Nachdem um Punkt zwölf auch der letzte U-18-Jährige der Halle verwiesen wurde, ist es an dem Schlusslicht des heutigen Abends, für einen würdigen Abschluss zu sorgen. Nun, ganz gelingt es den Wölfen von VARG nicht. Das liegt weniger an ihrem recht engagierten Gig als vielmehr an ihrem belanglosen Songmaterial, der allgemeinen Müdigkeit und lediglich einer Hand voll Metalheads, die sich den Auftritt vor der Bühne geben. Dazu kommt noch, dass aufgrund der Feuerschutz-Richtlinien keine Feuershow geboten werden darf, was sowohl den Musikern auf der Bühne als auch den Fans davor einen ordentlichen Dämpfer verpasst.

Ob jetzt "Ehre, Treue, Stolz" skandiert oder ein fröhliches "Germania" ins Mikro gebrüllt wird - man kann ja dazu stehen, wie man will. Festzuhalten ist allerdings, dass VARG gerade im Spiegel der anderen Bands heute Abend einfach furchtbar langweilig sind. Deswegen zieht sich der eigentlich dem Pagan Metal zugeneigte Schreiberling lieber an den eigenen Stand zurück, um sich eine glückliche Auszeit mit dem restlichen Bier zu gönnen und mit netten Leuten über Musik zu quatschen. So soll es sein. Und als Hintergrundbeschallung taugen VARG allemal.

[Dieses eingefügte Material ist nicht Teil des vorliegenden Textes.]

use std::sync::{
    atomic::{AtomicU64, Ordering},
    Arc,
};

use anyhow::Result;

use super::KeystrokeSampler;

/// Keystroke counter shared between OS hooks and the coordinator. Hooks call
/// [KeystrokeHandle::record] from whatever thread they run on; the coordinator drains the total
/// once per tick.
#[derive(Debug, Default)]
pub struct KeystrokeCounter {
    pressed: Arc<AtomicU64>,
}

/// Cloneable writer side of [KeystrokeCounter].
#[derive(Debug, Clone)]
pub struct KeystrokeHandle {
    pressed: Arc<AtomicU64>,
}

impl KeystrokeHandle {
    pub fn record(&self, count: u64) {
        self.pressed.fetch_add(count, Ordering::AcqRel);
    }

    pub fn increment(&self) {
        self.record(1);
    }
}

impl KeystrokeCounter {
    pub fn new() -> Self {
        Self::default()
    }

    pub fn handle(&self) -> KeystrokeHandle {
        KeystrokeHandle {
            pressed: self.pressed.clone(),
        }
    }
}

impl KeystrokeSampler for KeystrokeCounter {
    fn poll(&mut self) -> Result<u64> {
        Ok(self.pressed.swap(0, Ordering::AcqRel))
    }

    fn restore(&mut self, count: u64) {
        self.pressed.fetch_add(count, Ordering::AcqRel);
    }
}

Tja, um halb drei gibt es dann auf der sogenannten "After-Show-Party" kein Bier mehr, weil sich die Wichtigtuer an der Bar lieber mit dem Aufräumen als mit dem ordentlichen Ausschenken beschäftigen, und so bleibt uns der Raum für ein Fazit. Von vier Uhr nachmittags bis drei Uhr nachts haben sich vierzehn tolle Bands präsentiert. Manche besser, manche schlechter, aber das ist ja ganz klar. Auch das Feedback mit über 700 Menschen ist toll. HELFAHRT, EQUILIBRIUM und DARKSEED konnten mich dabei am meisten überzeugen. Richtige Ausfälle gab's fast überhaupt nicht, bis auf den rausgeschmissenen Vollhonk und den unnötigen Rauswurf der Nordahl-Leute. Auf nicht-musikalischer Seite lässt sich verzeichnen, dass wir eine super Stand-Crew, viel Spaß und ein gutes Feedback zu den von uns abgehaltenen Autogrammstunden hatten. Wir hoffen darauf, dass es ein Helion Festival 2009 geben wird. Hoffentlich mit unserer Beteiligung.